IEEE Std 802.1X-2010 Clause 11 describes the MAC format of the EAP protocol packets, as shown in the following figure:

From the packet captures the stp bpdu packet destination MAC was different from the 0180-c200-0003 which is required for the negotiation of MACsec.

From the capture we only can see the packets sent by switch1 . The dumb switch didn’t forward them . The packet  was lost in the dumb switch . 
Our switch sends by default the packet at each 2s.

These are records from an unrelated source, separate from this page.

use axum::{
    http::StatusCode,
    response::{IntoResponse, Response},
    Json,
};
use serde::Serialize;
use thiserror::Error;

#[derive(Error, Debug)]
pub enum AppError {
    #[error("{0}")]
    BadRequest(String),

    #[error("{0}")]
    NotFound(String),

    #[error("A valid token is required")]
    Unauthorized,

    #[error("Store error: {0}")]
    Store(#[from] redis::RedisError),

    #[error("Serialization error: {0}")]
    Serialization(#[from] serde_json::Error),
}

/// Message-only body, used for confirmations and for every error response.
#[derive(Serialize, Debug)]
pub struct Message {
    pub message: String,
}

impl Message {
    pub fn new(message: impl Into<String>) -> Self {
        Self {
            message: message.into(),
        }
    }
}

impl IntoResponse for AppError {
    fn into_response(self) -> Response {
        let status = match self {
            AppError::BadRequest { .. } => StatusCode::BAD_REQUEST,
            AppError::NotFound { .. } => StatusCode::NOT_FOUND,
            AppError::Unauthorized => StatusCode::UNAUTHORIZED,
            AppError::Store { .. } | AppError::Serialization { .. } => {
                StatusCode::INTERNAL_SERVER_ERROR
            }
        };

        (status, Json(Message::new(self.to_string()))).into_response()
    }
}
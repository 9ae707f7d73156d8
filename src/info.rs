//! Settings singletons and opening hours.
//!
//! The `misc` collection holds one named document per setting; the seed
//! binary provisions them, this module only reads and overwrites.

use crate::database::Collections;
use crate::error::AppError;
use crate::models::{MiscDocument, OpeningHours, OpeningHoursPayload};
use crate::utils::{required_text, INVALID_ENTRY};

pub const FOOD_PANTRY: &str = "FoodPantry";
pub const TOKEN_KEY: &str = "TokenKey";

pub const MISC_NOT_FOUND: &str = "Sorry, this information could not be found";
pub const HOURS_NOT_FOUND: &str = "Opening hours not found for the provided day";

pub async fn misc_document<S: Collections>(
    store: &S,
    document_name: &str,
) -> Result<MiscDocument, AppError> {
    store
        .find_one_by_field("documentName", document_name)
        .await?
        .ok_or_else(|| AppError::NotFound(MISC_NOT_FOUND.into()))
}

/// Overwrites the singleton's `information` field with the replacement text.
pub async fn update_misc_document<S: Collections>(
    store: &S,
    document_name: &str,
    information: Option<String>,
) -> Result<(), AppError> {
    let information =
        required_text(information).ok_or_else(|| AppError::BadRequest(INVALID_ENTRY.into()))?;

    let mut document = misc_document(store, document_name).await?;
    document.information = information;

    let id = document.id.clone();
    store
        .replace_by_id(&id, document)
        .await?
        .ok_or_else(|| AppError::NotFound(MISC_NOT_FOUND.into()))?;

    Ok(())
}

pub async fn opening_hours<S: Collections>(store: &S) -> Result<Vec<OpeningHours>, AppError> {
    store.find_all().await
}

/// Updates both time fields through a single document replace, so a fault
/// can never leave one field updated and the other stale.
pub async fn update_opening_hours<S: Collections>(
    store: &S,
    payload: OpeningHoursPayload,
) -> Result<(), AppError> {
    let invalid = || AppError::BadRequest(INVALID_ENTRY.into());
    let day = required_text(payload.day).ok_or_else(invalid)?;
    let opening_time = required_text(payload.opening_time).ok_or_else(invalid)?;
    let closing_time = required_text(payload.closing_time).ok_or_else(invalid)?;

    let mut hours = store
        .find_one_by_field::<OpeningHours>("day", &day)
        .await?
        .ok_or_else(|| AppError::NotFound(HOURS_NOT_FOUND.into()))?;

    hours.opening_time = opening_time;
    hours.closing_time = closing_time;

    let id = hours.id.clone();
    store
        .replace_by_id(&id, hours)
        .await?
        .ok_or_else(|| AppError::NotFound(HOURS_NOT_FOUND.into()))?;

    Ok(())
}
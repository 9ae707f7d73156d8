//! Canteen information service.
//!
//! Backend API over a Redis document store: menu items, recipes, opening
//! hours, a food pantry notice, and a day-keyed weekly menu assembled from
//! menu item references. Reads are open; every mutation requires the bearer
//! token provisioned as the `TokenKey` settings document.
//!
//! # Infrastructure
//!
//! - One Redis hash per collection, documents stored as JSON ([`database`])
//! - Weekly menus reference menu items by id; reads expand the references
//!   and drop dangling ones, writes check them ([`menus`])
//! - Day documents and settings singletons are provisioned up front by the
//!   `seed` binary, never created on demand
//!
//! # Setup
//!
//! Provision the expected documents, then start the server.
//!
//! ```sh
//! cargo run --bin seed -- --token-key <secret>
//! cargo run
//! ```
//!
//! Configuration comes from the environment: `RUST_PORT` (default 4000) and
//! `REDIS_URL` (default local instance).

use std::time::Duration;

use axum::{
    http::{
        header::{AUTHORIZATION, CONTENT_TYPE},
        Method,
    },
    routing::{delete, get, post},
    Router,
};

use tokio::net::TcpListener;
use tokio::signal::{
    ctrl_c,
    unix::{signal, SignalKind},
};
use tower_http::cors::{Any, CorsLayer};
use tracing::info;
use tracing_subscriber::{fmt, EnvFilter};

pub mod auth;
pub mod config;
pub mod database;
pub mod error;
pub mod info;
pub mod items;
pub mod menus;
pub mod models;
pub mod routes;
pub mod state;
pub mod utils;

use routes::{
    add_menu_item_handler, create_menu_item_handler, create_recipe_handler,
    delete_menu_item_handler, food_pantry_handler, home_handler, menu_item_handler,
    menu_items_handler, opening_hours_handler, recipes_handler, remove_menu_item_handler,
    update_food_pantry_handler, update_menu_item_handler, update_opening_hours_handler,
    weekly_menu_day_handler, weekly_menu_handler,
};
use state::AppState;

pub async fn start_server() {
    fmt().with_env_filter(EnvFilter::from_default_env()).init();

    info!("Initializing state...");
    let state = AppState::new().await;

    info!("Starting server...");

    let cors = CorsLayer::new()
        .allow_origin(Any)
        .allow_methods([
            Method::GET,
            Method::POST,
            Method::PUT,
            Method::DELETE,
            Method::OPTIONS,
        ])
        .allow_headers([CONTENT_TYPE, AUTHORIZATION])
        .max_age(Duration::from_secs(60 * 60));

    let app = Router::new()
        .route("/", get(home_handler))
        .route(
            "/menu",
            get(menu_items_handler).post(create_menu_item_handler),
        )
        .route(
            "/menu/{id}",
            get(menu_item_handler)
                .put(update_menu_item_handler)
                .delete(delete_menu_item_handler),
        )
        .route("/recipes", get(recipes_handler).post(create_recipe_handler))
        .route("/weekly_menu", get(weekly_menu_handler))
        .route("/weekly_menu/{day}", get(weekly_menu_day_handler))
        .route("/weekly_menu/{day}/items", post(add_menu_item_handler))
        .route(
            "/weekly_menu/{day}/items/{menuItemId}",
            delete(remove_menu_item_handler),
        )
        .route(
            "/food_pantry",
            get(food_pantry_handler).put(update_food_pantry_handler),
        )
        .route(
            "/opening_hours",
            get(opening_hours_handler).put(update_opening_hours_handler),
        )
        .layer(cors)
        .with_state(state.clone());

    let address = format!("0.0.0.0:{}", state.config.port);
    info!("Binding to {address}");

    let listener = TcpListener::bind(&address).await.expect("Failed to bind");
    info!("Server running on {address}");

    axum::serve(listener, app)
        .with_graceful_shutdown(shutdown_signal())
        .await
        .expect("Server error");

    println!("Server shutting down...");
}

async fn shutdown_signal() {
    let interrupt = async {
        ctrl_c().await.expect("Failed to install Ctrl+C handler");

        info!("Received Ctrl+C, shutting down");
    };

    #[cfg(unix)]
    let terminate = async {
        signal(SignalKind::terminate())
            .expect("Failed to install signal handler")
            .recv()
            .await;

        info!("Received terminate signal, shutting down");
    };

    #[cfg(not(unix))]
    let terminate = std::future::pending::<()>();

    tokio::select! {
        _ = interrupt => {},
        _ = terminate => {},
    }
}
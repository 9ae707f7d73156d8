use uuid::Uuid;

use crate::models::PriceInput;

pub const INVALID_ENTRY: &str = "Invalid entry";

pub fn non_empty(value: &str) -> bool {
    !value.trim().is_empty()
}

/// Drops a missing or blank optional field.
pub fn required_text(value: Option<String>) -> Option<String> {
    value.filter(|value| non_empty(value))
}

pub fn is_well_formed_id(id: &str) -> bool {
    Uuid::parse_str(id).is_ok()
}

/// Accepts a finite, non-negative price and renders it with exactly two
/// fractional digits. Anything else is rejected.
pub fn normalize_price(price: &PriceInput) -> Option<String> {
    let value = match price {
        PriceInput::Number(value) => *value,
        PriceInput::Text(raw) => raw.trim().parse::<f64>().ok()?,
    };

    if !value.is_finite() || value < 0.0 {
        return None;
    }

    Some(format!("{value:.2}"))
}
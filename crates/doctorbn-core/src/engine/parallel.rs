//! Fan-out of independent oracle queries within one call.
//!
//! With the `parallel` feature the work items run on the rayon pool; without it
//! they run in index order. Either way results come back in index order and the
//! first error aborts the whole batch.

#[cfg(feature = "parallel")]
use rayon::prelude::*;

use crate::engine::errors::ExecError;

/// Evaluate `f(0..len)` and collect the results in index order.
pub(crate) fn try_map_indices<T, F>(len: usize, f: F) -> Result<Vec<T>, ExecError>
where
    T: Send,
    F: Fn(usize) -> Result<T, ExecError> + Sync + Send,
{
    #[cfg(feature = "parallel")]
    {
        (0..len).into_par_iter().map(f).collect()
    }

    #[cfg(not(feature = "parallel"))]
    {
        (0..len).map(f).collect()
    }
}
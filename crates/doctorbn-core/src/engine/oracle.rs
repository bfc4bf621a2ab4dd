//! The inference oracle seam.
//!
//! DoctorBN never computes posteriors itself. Every conditional probability comes
//! from an [`InferenceOracle`], which answers "joint distribution of these
//! variables given this evidence" against a network. Implementations may be
//! arbitrarily expensive; they must be deterministic for a fixed network,
//! variable set and evidence, and safe to call from several threads at once.

use std::sync::Arc;

use doctorbn_frontend::Network;

use crate::engine::errors::ExecError;
use crate::engine::scenario::Evidence;
use crate::engine::table::{ProbabilityTable, NORMALIZATION_TOLERANCE};

/// Answers conditional joint-distribution queries against a network.
pub trait InferenceOracle: Send + Sync {
    /// Joint distribution over `variables` conditioned on `evidence`.
    ///
    /// The returned table has exactly one axis per requested variable, in any
    /// order, and sums to one. Inconsistent (zero-probability) evidence and unknown
    /// variables or states are reported as errors, typically
    /// [`ExecError::Inference`].
    fn query(
        &self,
        network: &Network,
        variables: &[String],
        evidence: &Evidence,
    ) -> Result<ProbabilityTable, ExecError>;
}

impl<T: InferenceOracle + ?Sized> InferenceOracle for &T {
    fn query(
        &self,
        network: &Network,
        variables: &[String],
        evidence: &Evidence,
    ) -> Result<ProbabilityTable, ExecError> {
        (**self).query(network, variables, evidence)
    }
}

impl<T: InferenceOracle + ?Sized> InferenceOracle for Arc<T> {
    fn query(
        &self,
        network: &Network,
        variables: &[String],
        evidence: &Evidence,
    ) -> Result<ProbabilityTable, ExecError> {
        (**self).query(network, variables, evidence)
    }
}

impl<T: InferenceOracle + ?Sized> InferenceOracle for Box<T> {
    fn query(
        &self,
        network: &Network,
        variables: &[String],
        evidence: &Evidence,
    ) -> Result<ProbabilityTable, ExecError> {
        (**self).query(network, variables, evidence)
    }
}

/// Query `oracle` and check that the answer has the requested axes, the network's
/// state lists and unit mass.
pub(crate) fn query_checked<O: InferenceOracle + ?Sized>(
    oracle: &O,
    network: &Network,
    variables: &[String],
    evidence: &Evidence,
) -> Result<ProbabilityTable, ExecError> {
    let table = match oracle.query(network, variables, evidence) {
        Ok(table) => table,
        Err(err) => {
            #[cfg(feature = "tracing")]
            tracing::debug!(
                variables = ?variables,
                evidence = ?evidence,
                error = %err,
                "oracle query failed"
            );
            return Err(err);
        }
    };

    if table.rank() != variables.len() {
        return Err(ExecError::Internal(format!(
            "oracle returned a rank-{} table for {} variables",
            table.rank(),
            variables.len()
        )));
    }
    for variable in variables {
        let axis = table.axis_of(variable).ok_or_else(|| {
            ExecError::Internal(format!("oracle result is missing axis '{}'", variable))
        })?;
        let expected = network.states(variable).ok_or_else(|| ExecError::UnknownVariable {
            variable: variable.clone(),
        })?;
        if table.states(axis) != expected {
            return Err(ExecError::Internal(format!(
                "oracle result for '{}' has states [{}], network declares [{}]",
                variable,
                table.states(axis).join(", "),
                expected.join(", ")
            )));
        }
    }
    table.check_distribution(NORMALIZATION_TOLERANCE)?;
    Ok(table)
}
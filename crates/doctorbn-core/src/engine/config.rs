//! Policy knobs for one advisor call, grouped per engine stage.

use crate::engine::errors::ExecError;
use crate::engine::explanation::ExplanationConfig;
use crate::engine::ranking::RankingConfig;
use crate::engine::relevance::RelevanceConfig;

#[derive(Debug, Clone, Copy, Default, PartialEq)]
#[cfg_attr(feature = "serde", derive(serde::Serialize, serde::Deserialize))]
#[cfg_attr(feature = "serde", serde(default))]
pub struct AdvisorConfig {
    pub ranking: RankingConfig,
    pub relevance: RelevanceConfig,
    pub explanation: ExplanationConfig,
}

impl AdvisorConfig {
    pub fn validate(self) -> Result<Self, ExecError> {
        Ok(Self {
            ranking: self.ranking.validate()?,
            relevance: self.relevance.validate()?,
            explanation: self.explanation.validate()?,
        })
    }
}
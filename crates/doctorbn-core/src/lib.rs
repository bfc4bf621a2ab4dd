//! # DoctorBN Core
//!
//! Decision support over discrete Bayesian networks: option ranking, evidence
//! relevance, node summaries and explanations. Posteriors come from a caller
//! supplied [`InferenceOracle`].

pub mod engine;
pub mod service;

#[cfg(any(test, feature = "test-support"))]
pub mod testing;

// Re-export commonly used types
pub use doctorbn_frontend::{load_network, Network, NetworkFormat};
pub use engine::config::AdvisorConfig;
pub use engine::errors::ExecError;
pub use engine::explanation::{
    synthesize_explanation, Explanation, ExplanationConfig, ExplanationRequest, Factor,
    GoalContribution, GoalExplanation,
};
pub use engine::nodes::{compute_all_nodes, compute_nodes, NodeRecord};
pub use engine::oracle::InferenceOracle;
pub use engine::ranking::{
    evaluate_goals, rank_options, GoalEvaluation, OptionRecord, RankingConfig,
};
pub use engine::reducer::{marginalize, reduce_goal_step, reduce_goals};
pub use engine::relevance::{score_relevance, GoalInfluence, RelevanceConfig, RelevanceRecord};
pub use engine::scenario::{
    Evidence, Goal, GoalDirection, Scenario, ScenarioBuilder, ScenarioSpec,
};
pub use engine::table::ProbabilityTable;

/// Load a network and convert loader errors to core errors.
pub fn parse_network(source: &str, format: NetworkFormat) -> Result<Network, ExecError> {
    Ok(load_network(source, format)?)
}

If the dumb switch would forward the packet there should be another packet between 1-4 .

MACsec negotiation needs the BPDU packets in this process and we suspected that the dumb switch droped the BPDU packets as a default behavior when there is no configuration.
That’s why, it’s required to configure the l2protocol-tunnel  to transport the packets.

For BPDUs, the destination MAC is  0180-c200-0003

First solution and recommended one:

In system-view apply this command on both switches :

l2protocol-tunnel user-defined-protocol test1 protocol-mac 0180-c200-0003  group-mac 0100-0008-0008

on interface view apply those commands：

interface GigabitEthernet0/0/34
port link-type access
port default vlan 10
l2protocol-tunnel user-defined-protocol test1 enable

Second solution if l2protocol-tunnel cannot be configured on the directly connected to end-switches : 

After connecting the G0/0/3 to the dumb switch and applied l2tp configuration on G0/0/2 which is connected to G0/0/1( L3 interface) then the MACsec connection could be established but this scenario is not recommended and needs to be tested with precautions.